Es ist keine neue Beobachtung, dass die Dialekte weniger werden, vor allem in den Großstädten, in denen sich vieles vermischt und neutralisiert. Und im Grunde ist dieses Phänomen eins zu eins auf mich übertragbar: Meine Mutter ist eine im Rheinland aufgewachsene Schwäbin, mein Vater ein in Wuppertal und Mainz aufgewachsener Sachse. Ich stelle mir das mit meiner Sprache deshalb so vor: Plus und Plus ergibt Minus. In mir haben sich ungefähr vier verschiedene Dialekte neutralisiert. Und am Ende blieb dieses lommelische Chamäleon, das mich nach ein paar Jahren in Hamburg (Hamburch, nech!) »Moin« und »Kaffe« mit kurzem »e« sagen lässt, und dass ich bei Freunden noch auf ein Bier »längs komme«. Als ich in Zürich lebte, sprach ich von »Parkieren«, wenn ich mein Auto irgendwo abstellte, ich aß »Poulet« statt Hähnchen und wenn ich mich für einen Besuch bedankte, sagte ich: »Schön, wart ihr da!«

Zu den angeeigneten Vokabeln kommt in meine Sprachsuppe dann immer noch ein bisschen regionaler Ton, wie so ein temporärer Wandanstrich: das leichte Näseln des Nordens, der Singsang der Schweiz (wo es sogar innerhalb derselben Stadt Sprachunterschiede gibt, man also hören kann, aus welchem Bezirk jemand stammt), die Vokalität des Bayrischen. Immer tue ich so, als würde ich sprachlich dazugehören, kratze in Wahrheit aber nur an der Oberfläche. 

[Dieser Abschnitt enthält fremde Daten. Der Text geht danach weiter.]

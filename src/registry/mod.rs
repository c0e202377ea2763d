//! Tenant registry: the name → running user-server map and its lifecycle
//! operations. Structural changes hold the write lock; counter access goes
//! through the tenants' atomics under the read lock.

use std::collections::HashMap;
use std::sync::Arc;

use tokio::sync::RwLock;
use tracing::info;

use crate::common::{Error, Result};
use crate::proxy::{ServerContext, Tenant};

pub struct Registry {
    ctx: Arc<ServerContext>,
    users: RwLock<HashMap<String, Arc<Tenant>>>,
}

impl Registry {
    pub fn new(ctx: Arc<ServerContext>) -> Self {
        Self {
            ctx,
            users: RwLock::new(HashMap::new()),
        }
    }

    pub async fn exists(&self, name: &str) -> bool {
        self.users.read().await.contains_key(name)
    }

    pub async fn get(&self, name: &str) -> Option<Arc<Tenant>> {
        self.users.read().await.get(name).cloned()
    }

    /// Construct and start a tenant. On any failure no entry is left behind.
    pub async fn add(
        &self,
        name: &str,
        cipher: &str,
        password: &str,
        port: u16,
    ) -> Result<Arc<Tenant>> {
        let mut users = self.users.write().await;
        if users.contains_key(name) {
            return Err(Error::UserExists(name.to_string()));
        }
        if port != 0 && users.values().any(|t| t.port() == port) {
            return Err(Error::Params(format!(
                "port {port} already serves another user"
            )));
        }
        let tenant = Tenant::spawn(name, cipher, password, port, self.ctx.clone())?;
        users.insert(name.to_string(), tenant.clone());
        Ok(tenant)
    }

    /// Stop the tenant's listeners and remove the entry.
    pub async fn delete(&self, name: &str) -> Result<()> {
        let mut users = self.users.write().await;
        let tenant = users
            .remove(name)
            .ok_or_else(|| Error::UserNotFound(name.to_string()))?;
        tenant.shutdown();
        info!(user = name, "user removed");
        Ok(())
    }

    /// Replace a tenant's cipher and/or password, keeping the port and
    /// counters. Empty or absent incoming fields mean "keep the current
    /// value"; if nothing would change, the call fails.
    pub async fn modify(
        &self,
        name: &str,
        cipher: Option<&str>,
        password: Option<&str>,
    ) -> Result<Arc<Tenant>> {
        let mut users = self.users.write().await;
        let old = users
            .get(name)
            .cloned()
            .ok_or_else(|| Error::UserNotFound(name.to_string()))?;

        let desired_cipher = match cipher {
            Some(c) if !c.is_empty() => c,
            _ => old.cipher_name(),
        };
        let desired_password = match password {
            Some(p) if !p.is_empty() => p,
            _ => old.password(),
        };
        if desired_cipher == old.cipher_name() && desired_password == old.password() {
            return Err(Error::NothingModified);
        }

        // SO_REUSEPORT lets the replacement bind next to the old listeners,
        // so the port never goes dark during the handoff.
        let tenant = Tenant::spawn(
            name,
            desired_cipher,
            desired_password,
            old.port(),
            self.ctx.clone(),
        )?;
        let (traffic, time) = old.counters();
        tenant.set_counters(traffic, time);
        old.shutdown();
        users.insert(name.to_string(), tenant.clone());
        info!(user = name, "user modified");
        Ok(tenant)
    }

    /// Zero every tenant's counters without disturbing the listeners.
    pub async fn reset_all(&self) {
        for tenant in self.users.read().await.values() {
            tenant.reset_counters();
        }
    }

    /// Counter snapshot, per-tenant consistent.
    pub async fn snapshot(&self) -> HashMap<String, (u64, i64)> {
        self.users
            .read()
            .await
            .iter()
            .map(|(name, tenant)| (name.clone(), tenant.counters()))
            .collect()
    }

    /// Signal shutdown to every tenant (process exit path).
    pub async fn shutdown_all(&self) {
        for tenant in self.users.read().await.values() {
            tenant.shutdown();
        }
    }
}

#[cfg(test)]
mod tests {
    use super::*;
    use crate::proxy::test_support::test_context;

    fn registry() -> Registry {
        Registry::new(test_context(None))
    }

    #[tokio::test]
    async fn add_exists_delete_re_add() {
        let reg = registry();
        let tenant = reg.add("alice", "AES-128-GCM", "pw", 0).await.unwrap();
        let port = tenant.port();
        assert!(reg.exists("alice").await);

        assert!(matches!(
            reg.add("alice", "AES-128-GCM", "pw", 0).await,
            Err(Error::UserExists(_))
        ));

        reg.delete("alice").await.unwrap();
        assert!(!reg.exists("alice").await);
        tokio::time::sleep(std::time::Duration::from_millis(100)).await;

        // Same name and same port bind again after deletion.
        let again = reg.add("alice", "AES-128-GCM", "pw", port).await.unwrap();
        assert_eq!(again.port(), port);
        reg.delete("alice").await.unwrap();
    }

    #[tokio::test]
    async fn delete_unknown_user_fails() {
        let reg = registry();
        assert!(matches!(
            reg.delete("ghost").await,
            Err(Error::UserNotFound(_))
        ));
    }

    #[tokio::test]
    async fn duplicate_port_is_refused() {
        let reg = registry();
        let tenant = reg.add("alice", "AES-128-GCM", "pw", 0).await.unwrap();
        let err = reg.add("bob", "AES-128-GCM", "pw", tenant.port()).await;
        assert!(matches!(err, Err(Error::Params(_))));
        reg.shutdown_all().await;
    }

    #[tokio::test]
    async fn modify_requires_a_change() {
        let reg = registry();
        reg.add("alice", "AES-128-GCM", "pw", 0).await.unwrap();

        assert!(matches!(
            reg.modify("alice", None, None).await,
            Err(Error::NothingModified)
        ));
        assert!(matches!(
            reg.modify("alice", Some(""), Some("")).await,
            Err(Error::NothingModified)
        ));
        assert!(matches!(
            reg.modify("alice", Some("AES-128-GCM"), Some("pw")).await,
            Err(Error::NothingModified)
        ));
        reg.shutdown_all().await;
    }

    #[tokio::test]
    async fn modify_keeps_port_and_counters() {
        let reg = registry();
        let old = reg.add("alice", "AES-128-GCM", "pw", 0).await.unwrap();
        let port = old.port();
        old.add_traffic(12345);
        old.add_time_ms(67);

        let tenant = reg
            .modify("alice", Some("AES-256-GCM"), None)
            .await
            .unwrap();
        assert_eq!(tenant.port(), port);
        assert_eq!(tenant.counters(), (12345, 67));
        assert_eq!(tenant.cipher_name(), "AES-256-GCM");
        assert_eq!(tenant.password(), "pw");
        reg.shutdown_all().await;
    }

    #[tokio::test]
    async fn modify_unknown_user_fails() {
        let reg = registry();
        assert!(matches!(
            reg.modify("ghost", Some("AES-256-GCM"), None).await,
            Err(Error::UserNotFound(_))
        ));
    }

    #[tokio::test]
    async fn reset_all_then_snapshot_is_all_zeros() {
        let reg = registry();
        let a = reg.add("alice", "AES-128-GCM", "pw", 0).await.unwrap();
        let b = reg.add("bob", "AES-256-GCM", "pw2", 0).await.unwrap();
        a.add_traffic(10);
        b.add_traffic(20);
        b.add_time_ms(5);

        reg.reset_all().await;
        let snap = reg.snapshot().await;
        assert_eq!(snap["alice"], (0, 0));
        assert_eq!(snap["bob"], (0, 0));
        reg.shutdown_all().await;
    }
}
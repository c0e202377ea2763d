use std::path::PathBuf;

use anyhow::Result;
use clap::Parser;
use tracing::info;

use sspool::app::{App, AppConfig};

#[derive(Parser)]
#[command(
    name = "sspool",
    version,
    about = "Multi-tenant shadowsocks AEAD proxy server"
)]
struct Cli {
    /// Control API listen address
    #[arg(long, default_value = "127.0.0.1:50899")]
    rpc_listen: String,

    /// User store path (JSON document)
    #[arg(long, default_value = "users.json")]
    store: PathBuf,

    /// Redirect address for blocked sessions, e.g. "203.0.113.9:80"
    #[arg(long)]
    hijack: Option<String>,

    /// Additional blocklist source URL (repeatable)
    #[arg(long = "filter-url")]
    filter_urls: Vec<String>,
}

#[tokio::main]
async fn main() -> Result<()> {
    let cli = Cli::parse();

    tracing_subscriber::fmt()
        .with_env_filter(
            tracing_subscriber::EnvFilter::try_from_default_env()
                .unwrap_or_else(|_| tracing_subscriber::EnvFilter::new("info")),
        )
        .init();

    info!("sspool starting");

    let app = App::new(AppConfig {
        rpc_listen: cli.rpc_listen,
        store_path: cli.store,
        hijack: cli.hijack,
        filter_urls: cli.filter_urls,
    })?;
    app.run().await
}
use std::sync::Arc;

use axum::extract::{Path, State};
use axum::http::StatusCode;
use axum::response::{IntoResponse, Response};
use axum::Json;
use tracing::{info, warn};

use crate::common::Error;
use crate::filter::DomainFilter;
use crate::registry::Registry;
use crate::store::UserStore;

use super::models::{
    AddUserRequest, CallReply, CiphersResponse, FilterSourcesRequest, ModifyRequest,
    TrafficReply, UserTraffic, PARAMS_ERROR, USER_EXISTS, USER_NOT_FOUND,
};

#[derive(Clone)]
pub struct AppState {
    pub registry: Arc<Registry>,
    pub store: Arc<UserStore>,
    pub filter: Arc<DomainFilter>,
}

fn reply_for(err: &Error) -> CallReply {
    match err {
        Error::UserExists(_) => CallReply::err(USER_EXISTS, err.to_string()),
        Error::UserNotFound(_) => CallReply::err(USER_NOT_FOUND, err.to_string()),
        _ => CallReply::err(PARAMS_ERROR, err.to_string()),
    }
}

pub async fn add_user(
    State(state): State<AppState>,
    Json(req): Json<AddUserRequest>,
) -> Json<CallReply> {
    if state.registry.exists(&req.name).await {
        return Json(CallReply::err(USER_EXISTS, "user already exists"));
    }
    if let Err(e) = state
        .store
        .put_config(&req.name, &req.cipher, &req.password, req.port)
    {
        warn!(user = req.name.as_str(), error = %e, "store write failed");
    }
    match state
        .registry
        .add(&req.name, &req.cipher, &req.password, req.port)
        .await
    {
        Ok(_) => {
            info!(user = req.name.as_str(), "user added");
            Json(CallReply::ok())
        }
        Err(e) => {
            // Roll the persisted config back; the add never happened.
            if let Err(e) = state.store.delete(&req.name) {
                warn!(user = req.name.as_str(), error = %e, "store rollback failed");
            }
            Json(reply_for(&e))
        }
    }
}

pub async fn start_user(
    State(state): State<AppState>,
    Path(name): Path<String>,
) -> Json<CallReply> {
    match start_from_store(&state, &name).await {
        Ok(()) => {
            info!(user = name.as_str(), "user started");
            Json(CallReply::ok())
        }
        Err(e) => Json(reply_for(&e)),
    }
}

/// Start one persisted user. A record that cannot start is dirty data and is
/// removed, except when the user is simply running already.
pub(crate) async fn start_from_store(state: &AppState, name: &str) -> Result<(), Error> {
    let Some(record) = state.store.get(name) else {
        return Err(Error::UserNotFound(name.to_string()));
    };
    match state
        .registry
        .add(name, &record.cipher, &record.password, record.port)
        .await
    {
        Ok(tenant) => {
            tenant.set_counters(record.traffic, record.time);
            Ok(())
        }
        Err(e @ Error::UserExists(_)) => Err(e),
        Err(e) => {
            if let Err(del) = state.store.delete(name) {
                warn!(user = name, error = %del, "store delete failed");
            }
            Err(e)
        }
    }
}

pub async fn stop_user(
    State(state): State<AppState>,
    Path(name): Path<String>,
) -> Json<CallReply> {
    let Some(tenant) = state.registry.get(&name).await else {
        return Json(CallReply::err(USER_NOT_FOUND, "user doesn't exist"));
    };
    let (traffic, time) = tenant.counters();
    if let Err(e) = state.store.put_counters(&name, traffic, time) {
        warn!(user = name.as_str(), error = %e, "counter persist failed");
    }
    match state.registry.delete(&name).await {
        Ok(()) => {
            info!(user = name.as_str(), "user stopped");
            Json(CallReply::ok())
        }
        Err(e) => Json(reply_for(&e)),
    }
}

pub async fn delete_user(
    State(state): State<AppState>,
    Path(name): Path<String>,
) -> Json<CallReply> {
    if !state.registry.exists(&name).await {
        return Json(CallReply::err(USER_NOT_FOUND, "user doesn't exist"));
    }
    if let Err(e) = state.store.delete(&name) {
        warn!(user = name.as_str(), error = %e, "store delete failed");
    }
    match state.registry.delete(&name).await {
        Ok(()) => {
            info!(user = name.as_str(), "user deleted");
            Json(CallReply::ok())
        }
        Err(e) => Json(reply_for(&e)),
    }
}

pub async fn modify_user(
    State(state): State<AppState>,
    Path(name): Path<String>,
    Json(req): Json<ModifyRequest>,
) -> Json<CallReply> {
    match state
        .registry
        .modify(&name, req.cipher.as_deref(), req.password.as_deref())
        .await
    {
        Ok(tenant) => {
            if let Err(e) = state.store.put_config(
                &name,
                tenant.cipher_name(),
                tenant.password(),
                tenant.port(),
            ) {
                warn!(user = name.as_str(), error = %e, "store write failed");
            }
            Json(CallReply::ok())
        }
        Err(e) => Json(reply_for(&e)),
    }
}

pub async fn get_user(State(state): State<AppState>, Path(name): Path<String>) -> Response {
    match state.registry.get(&name).await {
        Some(tenant) => {
            let (traffic, time) = tenant.counters();
            let mut reply = TrafficReply::new();
            reply.insert(name, UserTraffic { traffic, time });
            Json(reply).into_response()
        }
        None => (
            StatusCode::NOT_FOUND,
            Json(CallReply::err(USER_NOT_FOUND, "user doesn't exist")),
        )
            .into_response(),
    }
}

pub async fn get_all_users(State(state): State<AppState>) -> Json<TrafficReply> {
    let reply = state
        .registry
        .snapshot()
        .await
        .into_iter()
        .map(|(name, (traffic, time))| (name, UserTraffic { traffic, time }))
        .collect();
    Json(reply)
}

pub async fn reset_all(State(state): State<AppState>) -> Json<CallReply> {
    state.registry.reset_all().await;
    info!("all counters reset");
    Json(CallReply::ok())
}

pub async fn restore(State(state): State<AppState>) -> Json<CallReply> {
    let report = crate::app::restore_users(&state.registry, &state.store).await;
    info!(
        started = report.started,
        failed = report.failed,
        "restore finished"
    );
    Json(CallReply::ok())
}

pub async fn upgrade_filter(State(state): State<AppState>) -> Json<CallReply> {
    state.filter.upgrade().await;
    info!("domain filter upgraded");
    Json(CallReply::ok())
}

pub async fn add_filter_sources(
    State(state): State<AppState>,
    Json(req): Json<FilterSourcesRequest>,
) -> Json<CallReply> {
    if !req.urls.is_empty() {
        state.filter.add_sources(&req.urls).await;
    }
    Json(CallReply::ok())
}

pub async fn list_ciphers() -> Json<CiphersResponse> {
    Json(CiphersResponse {
        ciphers: crate::crypto::list_ciphers(),
    })
}

#[cfg(test)]
mod tests {
    use super::*;
    use crate::common::IpPolicy;
    use crate::dns::Resolver;
    use crate::proxy::ServerContext;
    use crate::store::UserRecord;

    fn state_with_store(dir: &tempfile::TempDir) -> AppState {
        let filter = Arc::new(DomainFilter::new(Vec::new()));
        let policy = Arc::new(IpPolicy::new());
        let resolver = Arc::new(Resolver::new(filter.clone(), policy.clone()));
        let ctx = Arc::new(ServerContext {
            resolver,
            filter: filter.clone(),
            policy,
            hijack: None,
        });
        AppState {
            registry: Arc::new(Registry::new(ctx)),
            store: Arc::new(UserStore::open(dir.path().join("users.json")).unwrap()),
            filter,
        }
    }

    #[tokio::test]
    async fn add_user_persists_and_starts() {
        let dir = tempfile::tempdir().unwrap();
        let state = state_with_store(&dir);

        let reply = add_user(
            State(state.clone()),
            Json(AddUserRequest {
                name: "alice".into(),
                cipher: "AES-128-GCM".into(),
                password: "pw".into(),
                port: 0,
            }),
        )
        .await;
        assert_eq!(reply.0.code, super::super::models::NO_ERROR);
        assert!(state.registry.exists("alice").await);
        assert!(state.store.get("alice").is_some());
        state.registry.shutdown_all().await;
    }

    #[tokio::test]
    async fn add_duplicate_user_reports_exists() {
        let dir = tempfile::tempdir().unwrap();
        let state = state_with_store(&dir);
        state.registry.add("alice", "AES-128-GCM", "pw", 0).await.unwrap();

        let reply = add_user(
            State(state.clone()),
            Json(AddUserRequest {
                name: "alice".into(),
                cipher: "AES-128-GCM".into(),
                password: "pw".into(),
                port: 0,
            }),
        )
        .await;
        assert_eq!(reply.0.code, USER_EXISTS);
        state.registry.shutdown_all().await;
    }

    #[tokio::test]
    async fn add_user_with_bad_cipher_rolls_back_store() {
        let dir = tempfile::tempdir().unwrap();
        let state = state_with_store(&dir);

        let reply = add_user(
            State(state.clone()),
            Json(AddUserRequest {
                name: "alice".into(),
                cipher: "rc4-md5".into(),
                password: "pw".into(),
                port: 0,
            }),
        )
        .await;
        assert_eq!(reply.0.code, PARAMS_ERROR);
        assert!(state.store.get("alice").is_none());
        assert!(!state.registry.exists("alice").await);
    }

    #[tokio::test]
    async fn stop_persists_counters_and_removes() {
        let dir = tempfile::tempdir().unwrap();
        let state = state_with_store(&dir);
        state.store.put_config("alice", "AES-128-GCM", "pw", 0).unwrap();
        let tenant = state.registry.add("alice", "AES-128-GCM", "pw", 0).await.unwrap();
        tenant.add_traffic(500);
        tenant.add_time_ms(9);

        let reply = stop_user(State(state.clone()), Path("alice".into())).await;
        assert_eq!(reply.0.code, super::super::models::NO_ERROR);
        assert!(!state.registry.exists("alice").await);

        let record = state.store.get("alice").unwrap();
        assert_eq!((record.traffic, record.time), (500, 9));
    }

    #[tokio::test]
    async fn stop_unknown_user_reports_not_found() {
        let dir = tempfile::tempdir().unwrap();
        let state = state_with_store(&dir);
        let reply = stop_user(State(state), Path("ghost".into())).await;
        assert_eq!(reply.0.code, USER_NOT_FOUND);
    }

    #[tokio::test]
    async fn start_user_reads_record_and_counters() {
        let dir = tempfile::tempdir().unwrap();
        let state = state_with_store(&dir);
        state.store.put_config("alice", "AES-256-GCM", "pw", 0).unwrap();
        state.store.put_counters("alice", 42, 17).unwrap();

        let reply = start_user(State(state.clone()), Path("alice".into())).await;
        assert_eq!(reply.0.code, super::super::models::NO_ERROR);
        let tenant = state.registry.get("alice").await.unwrap();
        assert_eq!(tenant.counters(), (42, 17));
        state.registry.shutdown_all().await;
    }

    #[tokio::test]
    async fn start_user_with_dirty_record_drops_it() {
        let dir = tempfile::tempdir().unwrap();
        let state = state_with_store(&dir);
        state.store.put_config("alice", "rc4-md5", "pw", 0).unwrap();

        let reply = start_user(State(state.clone()), Path("alice".into())).await;
        assert_eq!(reply.0.code, PARAMS_ERROR);
        assert!(state.store.get("alice").is_none(), "dirty record removed");
    }

    #[tokio::test]
    async fn modify_nothing_reports_params_error() {
        let dir = tempfile::tempdir().unwrap();
        let state = state_with_store(&dir);
        state.store.put_config("alice", "AES-128-GCM", "pw", 0).unwrap();
        state.registry.add("alice", "AES-128-GCM", "pw", 0).await.unwrap();

        let reply = modify_user(
            State(state.clone()),
            Path("alice".into()),
            Json(ModifyRequest {
                cipher: None,
                password: None,
            }),
        )
        .await;
        assert_eq!(reply.0.code, PARAMS_ERROR);
        state.registry.shutdown_all().await;
    }

    #[tokio::test]
    async fn modify_updates_store() {
        let dir = tempfile::tempdir().unwrap();
        let state = state_with_store(&dir);
        state.store.put_config("alice", "AES-128-GCM", "pw", 0).unwrap();
        state.registry.add("alice", "AES-128-GCM", "pw", 0).await.unwrap();

        let reply = modify_user(
            State(state.clone()),
            Path("alice".into()),
            Json(ModifyRequest {
                cipher: None,
                password: Some("newpw".into()),
            }),
        )
        .await;
        assert_eq!(reply.0.code, super::super::models::NO_ERROR);
        let record = state.store.get("alice").unwrap();
        assert_eq!(record.password, "newpw");
        assert_eq!(record.cipher, "AES-128-GCM");
        state.registry.shutdown_all().await;
    }

    #[tokio::test]
    async fn restore_starts_all_and_drops_bad_records() {
        let dir = tempfile::tempdir().unwrap();
        let state = state_with_store(&dir);
        state.store.put_config("good", "AES-128-GCM", "pw", 0).unwrap();
        state.store.put_counters("good", 42, 17).unwrap();
        state.store.put_config("bad", "rc4-md5", "pw", 0).unwrap();

        let reply = restore(State(state.clone())).await;
        assert_eq!(reply.0.code, super::super::models::NO_ERROR);

        assert!(state.registry.exists("good").await);
        let snap = state.registry.snapshot().await;
        assert_eq!(snap["good"], (42, 17));
        assert!(state.store.get("bad").is_none());
        state.registry.shutdown_all().await;
    }

    #[tokio::test]
    async fn list_ciphers_is_sorted_canonical() {
        let reply = list_ciphers().await;
        assert_eq!(
            reply.0.ciphers,
            vec![
                "AEAD_AES_128_GCM",
                "AEAD_AES_256_GCM",
                "AEAD_CHACHA20_POLY1305"
            ]
        );
    }

    #[tokio::test]
    async fn get_user_reports_counters() {
        let dir = tempfile::tempdir().unwrap();
        let state = state_with_store(&dir);
        let tenant = state.registry.add("alice", "AES-128-GCM", "pw", 0).await.unwrap();
        tenant.add_traffic(5);

        let _ = get_user(State(state.clone()), Path("alice".into())).await;
        let all = get_all_users(State(state.clone())).await;
        assert_eq!(all.0["alice"].traffic, 5);
        state.registry.shutdown_all().await;
    }

    #[tokio::test]
    async fn restore_skips_running_users() {
        let dir = tempfile::tempdir().unwrap();
        let state = state_with_store(&dir);
        state.store.put_config("alice", "AES-128-GCM", "pw", 0).unwrap();
        state.registry.add("alice", "AES-128-GCM", "pw", 0).await.unwrap();

        let _ = restore(State(state.clone())).await;
        // The running user keeps its record even though add would have failed.
        let record: Option<UserRecord> = state.store.get("alice");
        assert!(record.is_some());
        state.registry.shutdown_all().await;
    }
}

Wenn ich einen eigenen Dialekt hätte, müsste ich nicht so tun, als ob ich irgendwo dazugehöre. Ich hätte meine Heimat immer bei mir, in meinem Kopf. Egal, ob ich in München, Berlin oder Hamburg bin, in Stuttgart, Duisburg oder Dresden. Ich könnte der fortschreitenden Angleichung junger Großstädter etwas entgegensetzen, indem ich mich nicht anonym mit »Hi, wie gehts?« vorstellte, sondern mit einem selbstbewussten »Ei Guude, wie?«. Ich würde den ein oder anderen irritierten Blick ertragen müssen, aber ich finde, das wäre ein angemessener Preis für mehr sprachliche Sichtbarkeit. Vielleicht würde mancher ja auch fragen: »Wo kommst denn du her?« Und ich könnte etwas erzählen über Brezeln und Mainzelmännchen.